*** Begin section ***
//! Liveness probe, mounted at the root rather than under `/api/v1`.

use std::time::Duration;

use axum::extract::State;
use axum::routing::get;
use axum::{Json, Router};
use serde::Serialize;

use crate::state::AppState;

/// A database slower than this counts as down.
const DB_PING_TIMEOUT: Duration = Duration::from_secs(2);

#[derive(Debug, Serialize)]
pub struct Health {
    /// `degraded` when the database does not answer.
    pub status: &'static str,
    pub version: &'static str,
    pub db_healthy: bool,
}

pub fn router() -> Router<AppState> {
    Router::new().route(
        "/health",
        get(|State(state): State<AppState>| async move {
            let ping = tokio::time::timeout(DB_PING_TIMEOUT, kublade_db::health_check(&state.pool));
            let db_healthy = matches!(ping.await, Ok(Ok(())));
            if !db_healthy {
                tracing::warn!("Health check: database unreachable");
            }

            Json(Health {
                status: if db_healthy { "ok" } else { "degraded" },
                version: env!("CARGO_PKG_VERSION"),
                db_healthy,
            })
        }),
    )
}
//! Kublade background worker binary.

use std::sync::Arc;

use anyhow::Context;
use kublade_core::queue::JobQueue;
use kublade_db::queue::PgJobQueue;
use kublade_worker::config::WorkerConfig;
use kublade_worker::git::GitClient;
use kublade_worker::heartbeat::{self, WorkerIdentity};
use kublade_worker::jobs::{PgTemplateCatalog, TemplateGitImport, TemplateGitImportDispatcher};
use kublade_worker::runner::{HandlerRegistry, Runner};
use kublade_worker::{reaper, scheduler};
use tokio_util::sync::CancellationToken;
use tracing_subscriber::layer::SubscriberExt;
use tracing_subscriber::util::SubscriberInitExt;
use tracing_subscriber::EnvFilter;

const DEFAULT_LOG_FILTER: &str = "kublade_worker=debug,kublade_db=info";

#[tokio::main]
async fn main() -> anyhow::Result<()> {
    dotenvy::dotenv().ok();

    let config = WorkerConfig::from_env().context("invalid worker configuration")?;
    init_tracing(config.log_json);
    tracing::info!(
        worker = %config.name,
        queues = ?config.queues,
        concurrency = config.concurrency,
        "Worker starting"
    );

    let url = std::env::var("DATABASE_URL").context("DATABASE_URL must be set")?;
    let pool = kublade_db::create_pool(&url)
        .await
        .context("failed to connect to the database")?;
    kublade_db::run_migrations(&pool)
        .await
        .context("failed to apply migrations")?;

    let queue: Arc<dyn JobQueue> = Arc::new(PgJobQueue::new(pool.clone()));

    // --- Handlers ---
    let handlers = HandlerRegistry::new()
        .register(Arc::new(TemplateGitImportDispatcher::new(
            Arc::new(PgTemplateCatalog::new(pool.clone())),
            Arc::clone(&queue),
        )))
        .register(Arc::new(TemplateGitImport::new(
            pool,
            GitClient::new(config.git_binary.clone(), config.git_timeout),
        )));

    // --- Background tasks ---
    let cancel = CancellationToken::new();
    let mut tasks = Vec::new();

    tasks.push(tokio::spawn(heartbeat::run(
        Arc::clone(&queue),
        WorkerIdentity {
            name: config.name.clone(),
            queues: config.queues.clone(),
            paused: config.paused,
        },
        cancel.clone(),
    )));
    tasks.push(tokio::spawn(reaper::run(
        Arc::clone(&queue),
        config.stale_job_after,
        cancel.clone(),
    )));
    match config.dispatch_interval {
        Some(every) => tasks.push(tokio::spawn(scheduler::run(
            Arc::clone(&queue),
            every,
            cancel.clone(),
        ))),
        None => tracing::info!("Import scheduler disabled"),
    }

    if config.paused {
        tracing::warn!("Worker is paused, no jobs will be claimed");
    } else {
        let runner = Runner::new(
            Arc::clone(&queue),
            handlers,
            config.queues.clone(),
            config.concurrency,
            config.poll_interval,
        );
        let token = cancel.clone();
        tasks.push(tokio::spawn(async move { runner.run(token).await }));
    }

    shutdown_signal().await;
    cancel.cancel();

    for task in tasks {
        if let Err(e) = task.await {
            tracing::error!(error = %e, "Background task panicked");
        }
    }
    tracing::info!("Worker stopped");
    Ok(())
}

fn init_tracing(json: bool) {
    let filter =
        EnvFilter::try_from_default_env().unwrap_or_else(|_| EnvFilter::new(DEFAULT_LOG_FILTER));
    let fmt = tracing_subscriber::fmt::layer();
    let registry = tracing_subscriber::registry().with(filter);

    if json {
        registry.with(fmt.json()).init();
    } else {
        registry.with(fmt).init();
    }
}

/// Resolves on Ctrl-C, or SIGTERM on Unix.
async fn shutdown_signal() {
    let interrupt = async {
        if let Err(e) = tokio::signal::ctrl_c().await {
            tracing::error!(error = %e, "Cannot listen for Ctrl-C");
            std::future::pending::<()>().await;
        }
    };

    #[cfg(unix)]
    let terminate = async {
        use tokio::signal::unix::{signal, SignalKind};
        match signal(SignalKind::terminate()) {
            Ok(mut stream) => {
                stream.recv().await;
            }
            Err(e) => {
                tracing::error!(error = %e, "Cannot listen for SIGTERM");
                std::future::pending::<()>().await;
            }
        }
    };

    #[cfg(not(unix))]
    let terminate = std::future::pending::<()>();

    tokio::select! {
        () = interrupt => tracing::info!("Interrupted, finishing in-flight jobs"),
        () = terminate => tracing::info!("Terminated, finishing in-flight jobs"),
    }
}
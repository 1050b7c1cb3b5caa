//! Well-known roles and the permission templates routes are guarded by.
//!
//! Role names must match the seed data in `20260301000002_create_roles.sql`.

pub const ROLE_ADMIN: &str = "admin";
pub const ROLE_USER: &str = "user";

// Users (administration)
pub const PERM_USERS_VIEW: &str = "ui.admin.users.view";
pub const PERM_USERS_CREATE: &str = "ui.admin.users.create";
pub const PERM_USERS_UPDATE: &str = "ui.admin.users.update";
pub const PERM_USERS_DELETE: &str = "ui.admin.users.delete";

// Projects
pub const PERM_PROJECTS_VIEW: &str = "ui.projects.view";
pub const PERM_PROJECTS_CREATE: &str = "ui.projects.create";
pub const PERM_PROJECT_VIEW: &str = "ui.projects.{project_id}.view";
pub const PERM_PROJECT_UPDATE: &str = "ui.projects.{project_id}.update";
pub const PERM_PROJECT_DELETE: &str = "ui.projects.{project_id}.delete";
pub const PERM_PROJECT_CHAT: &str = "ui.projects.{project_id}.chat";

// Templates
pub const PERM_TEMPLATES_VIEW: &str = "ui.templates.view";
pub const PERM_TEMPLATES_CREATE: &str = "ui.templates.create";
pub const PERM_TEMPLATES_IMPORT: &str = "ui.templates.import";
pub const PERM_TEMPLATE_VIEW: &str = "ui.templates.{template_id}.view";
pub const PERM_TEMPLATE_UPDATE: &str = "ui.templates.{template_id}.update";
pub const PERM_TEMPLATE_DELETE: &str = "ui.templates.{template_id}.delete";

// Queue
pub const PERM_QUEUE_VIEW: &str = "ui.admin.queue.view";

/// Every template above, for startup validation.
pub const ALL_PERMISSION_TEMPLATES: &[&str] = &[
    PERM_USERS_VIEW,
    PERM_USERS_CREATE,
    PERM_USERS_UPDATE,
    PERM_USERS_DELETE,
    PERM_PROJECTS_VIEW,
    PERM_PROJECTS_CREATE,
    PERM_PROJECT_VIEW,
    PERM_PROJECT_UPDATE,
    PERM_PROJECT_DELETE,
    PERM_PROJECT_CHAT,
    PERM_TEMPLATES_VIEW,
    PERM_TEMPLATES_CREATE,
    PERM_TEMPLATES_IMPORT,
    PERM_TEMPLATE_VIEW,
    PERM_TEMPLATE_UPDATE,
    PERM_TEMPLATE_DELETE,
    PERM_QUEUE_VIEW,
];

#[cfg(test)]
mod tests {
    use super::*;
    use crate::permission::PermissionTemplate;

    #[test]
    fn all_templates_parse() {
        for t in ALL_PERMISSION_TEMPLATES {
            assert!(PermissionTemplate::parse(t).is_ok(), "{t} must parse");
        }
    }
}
*** End section ***
Working from the material above, restate word for word the lines between the line with "are guarded by." and the line with "for t in ALL_PERMISSION_TEMPLATES", both included, and only those.

● **Reply to the exercise**
//! Well-known roles and the permission templates routes are guarded by.
//!
//! Role names must match the seed data in `20260301000002_create_roles.sql`.

pub const ROLE_ADMIN: &str = "admin";
pub const ROLE_USER: &str = "user";

// Users (administration)
pub const PERM_USERS_VIEW: &str = "ui.admin.users.view";
pub const PERM_USERS_CREATE: &str = "ui.admin.users.create";
pub const PERM_USERS_UPDATE: &str = "ui.admin.users.update";
pub const PERM_USERS_DELETE: &str = "ui.admin.users.delete";

// Projects
pub const PERM_PROJECTS_VIEW: &str = "ui.projects.view";
pub const PERM_PROJECTS_CREATE: &str = "ui.projects.create";
pub const PERM_PROJECT_VIEW: &str = "ui.projects.{project_id}.view";
pub const PERM_PROJECT_UPDATE: &str = "ui.projects.{project_id}.update";
pub const PERM_PROJECT_DELETE: &str = "ui.projects.{project_id}.delete";
pub const PERM_PROJECT_CHAT: &str = "ui.projects.{project_id}.chat";

// Templates
pub const PERM_TEMPLATES_VIEW: &str = "ui.templates.view";
pub const PERM_TEMPLATES_CREATE: &str = "ui.templates.create";
pub const PERM_TEMPLATES_IMPORT: &str = "ui.templates.import";
pub const PERM_TEMPLATE_VIEW: &str = "ui.templates.{template_id}.view";
pub const PERM_TEMPLATE_UPDATE: &str = "ui.templates.{template_id}.update";
pub const PERM_TEMPLATE_DELETE: &str = "ui.templates.{template_id}.delete";

// Queue
pub const PERM_QUEUE_VIEW: &str = "ui.admin.queue.view";

/// Every template above, for startup validation.
pub const ALL_PERMISSION_TEMPLATES: &[&str] = &[
    PERM_USERS_VIEW,
    PERM_USERS_CREATE,
    PERM_USERS_UPDATE,
    PERM_USERS_DELETE,
    PERM_PROJECTS_VIEW,
    PERM_PROJECTS_CREATE,
    PERM_PROJECT_VIEW,
    PERM_PROJECT_UPDATE,
    PERM_PROJECT_DELETE,
    PERM_PROJECT_CHAT,
    PERM_TEMPLATES_VIEW,
    PERM_TEMPLATES_CREATE,
    PERM_TEMPLATES_IMPORT,
    PERM_TEMPLATE_VIEW,
    PERM_TEMPLATE_UPDATE,
    PERM_TEMPLATE_DELETE,
    PERM_QUEUE_VIEW,
];

#[cfg(test)]
mod tests {
    use super::*;
    use crate::permission::PermissionTemplate;

    #[test]
    fn all_templates_parse() {
        for t in ALL_PERMISSION_TEMPLATES {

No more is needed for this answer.